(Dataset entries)
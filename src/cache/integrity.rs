//! Integrity checks for cached reports.
//!
//! Every candidate file in every shard goes through the same checks, in order:
//!
//! 1. Files of [`MAX_ENTRY_SIZE`] or more are corrupted. Reports are small
//!    JSON documents, anything that large was damaged or planted.
//! 2. Files that no longer decode as a report are corrupted.
//! 3. With `delete_unknown`, reports for resources the service did not know
//!    are removed. They are not counted as corrupted.
//! 4. A hash embedded in the report must match the file name and the shard.
//!
//! The check never stops at the first problem. It logs each finding and
//! returns the totals.

use std::fs;
use std::path::Path;

use super::layout::{is_cached_element_name, shard_names, MAX_ENTRY_SIZE};
use super::{CacheError, CacheResult};
use crate::report::Provider;

/// Totals of an integrity check.
#[derive(Debug, Clone, Copy, Default, PartialEq, Eq)]
pub struct IntegrityReport {
    /// Cache files examined.
    pub checked: usize,
    /// Corrupted files found, deleted or not.
    pub corrupted: usize,
    /// Corrupted files that were removed.
    pub deleted: usize,
    /// Reports of unknown resources that were pruned.
    pub unknown_pruned: usize,
    /// Corrupted or unknown files whose removal failed.
    pub delete_failures: usize,
}

/// What is wrong with a single cache file.
#[derive(Debug, Clone, PartialEq, Eq)]
enum Finding {
    Healthy,
    Oversized(u64),
    Undecodable(String),
    HashMismatch(String),
    Unknown,
}

pub(super) fn check_integrity(
    root: &Path,
    provider: Provider,
    delete_corrupted: bool,
    delete_unknown: bool,
) -> CacheResult<IntegrityReport> {
    if !root.is_dir() {
        return Err(CacheError::io(
            root,
            std::io::Error::new(std::io::ErrorKind::NotFound, "cache directory does not exist"),
        ));
    }

    let mut report = IntegrityReport::default();

    for shard in shard_names() {
        let shard_dir = root.join(&shard);
        let entries = match fs::read_dir(&shard_dir) {
            Ok(entries) => entries,
            Err(e) if e.kind() == std::io::ErrorKind::NotFound => continue,
            Err(e) => {
                log::error!("Cannot read cache shard {}: {}", shard_dir.display(), e);
                continue;
            }
        };

        for entry in entries.flatten() {
            let path = entry.path();
            let Some(name) = path.file_name().and_then(|n| n.to_str()) else {
                continue;
            };
            if !is_cached_element_name(name) || !path.is_file() {
                log::debug!("Skipping non-cache file {}", path.display());
                continue;
            }

            report.checked += 1;
            let finding = inspect(&path, name, &shard, provider, delete_unknown);
            match &finding {
                Finding::Healthy => continue,
                Finding::Unknown => {
                    match fs::remove_file(&path) {
                        Ok(()) => {
                            log::info!("Removed report of unknown resource {}", path.display());
                            report.unknown_pruned += 1;
                        }
                        Err(e) => {
                            log::error!("Could not remove {}: {}", path.display(), e);
                            report.delete_failures += 1;
                        }
                    }
                    continue;
                }
                Finding::Oversized(size) => {
                    log::warn!(
                        "Cache file {} is too large ({} bytes)",
                        path.display(),
                        size
                    );
                }
                Finding::Undecodable(reason) => {
                    log::warn!("Cache file {} is not a valid report: {}", path.display(), reason);
                }
                Finding::HashMismatch(embedded) => {
                    log::warn!(
                        "Cache file {} contains a report for {}",
                        path.display(),
                        embedded
                    );
                }
            }

            report.corrupted += 1;
            if delete_corrupted {
                match fs::remove_file(&path) {
                    Ok(()) => report.deleted += 1,
                    Err(e) => {
                        log::error!("Could not remove corrupted file {}: {}", path.display(), e);
                        report.delete_failures += 1;
                    }
                }
            }
        }
    }

    Ok(report)
}

fn inspect(path: &Path, name: &str, shard: &str, provider: Provider, delete_unknown: bool) -> Finding {
    let size = match fs::metadata(path) {
        Ok(meta) => meta.len(),
        Err(e) => return Finding::Undecodable(e.to_string()),
    };
    if size >= MAX_ENTRY_SIZE {
        return Finding::Oversized(size);
    }

    let body = match fs::read(path) {
        Ok(body) => body,
        Err(e) => return Finding::Undecodable(e.to_string()),
    };
    let report = match provider.decode(&body) {
        Ok(report) => report,
        Err(e) => return Finding::Undecodable(e.to_string()),
    };

    if delete_unknown && report.not_found() {
        return Finding::Unknown;
    }

    let id = &name[..crate::hash::SHA256_HEX_LEN];
    match report.embedded_sha256() {
        Some(embedded)
            if !embedded.eq_ignore_ascii_case(id) || !id[..2].eq_ignore_ascii_case(shard) =>
        {
            Finding::HashMismatch(embedded.to_string())
        }
        None if !id[..2].eq_ignore_ascii_case(shard) => Finding::HashMismatch(id.to_string()),
        _ => Finding::Healthy,
    }
}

■ **What you are asked to do**
Output, exactly and in full, the lines from the start of the entries above through the line that contains "#[derive(Debug, Clone, PartialEq, Eq)]".

■ **Written solution**
filename src/cache/integrity.rs
//! Integrity checks for cached reports.
//!
//! Every candidate file in every shard goes through the same checks, in order:
//!
//! 1. Files of [`MAX_ENTRY_SIZE`] or more are corrupted. Reports are small
//!    JSON documents, anything that large was damaged or planted.
//! 2. Files that no longer decode as a report are corrupted.
//! 3. With `delete_unknown`, reports for resources the service did not know
//!    are removed. They are not counted as corrupted.
//! 4. A hash embedded in the report must match the file name and the shard.
//!
//! The check never stops at the first problem. It logs each finding and
//! returns the totals.

use std::fs;
use std::path::Path;

use super::layout::{is_cached_element_name, shard_names, MAX_ENTRY_SIZE};
use super::{CacheError, CacheResult};
use crate::report::Provider;

/// Totals of an integrity check.
#[derive(Debug, Clone, Copy, Default, PartialEq, Eq)]
pub struct IntegrityReport {
    /// Cache files examined.
    pub checked: usize,
    /// Corrupted files found, deleted or not.
    pub corrupted: usize,
    /// Corrupted files that were removed.
    pub deleted: usize,
    /// Reports of unknown resources that were pruned.
    pub unknown_pruned: usize,
    /// Corrupted or unknown files whose removal failed.
    pub delete_failures: usize,
}

/// What is wrong with a single cache file.
#[derive(Debug, Clone, PartialEq, Eq)]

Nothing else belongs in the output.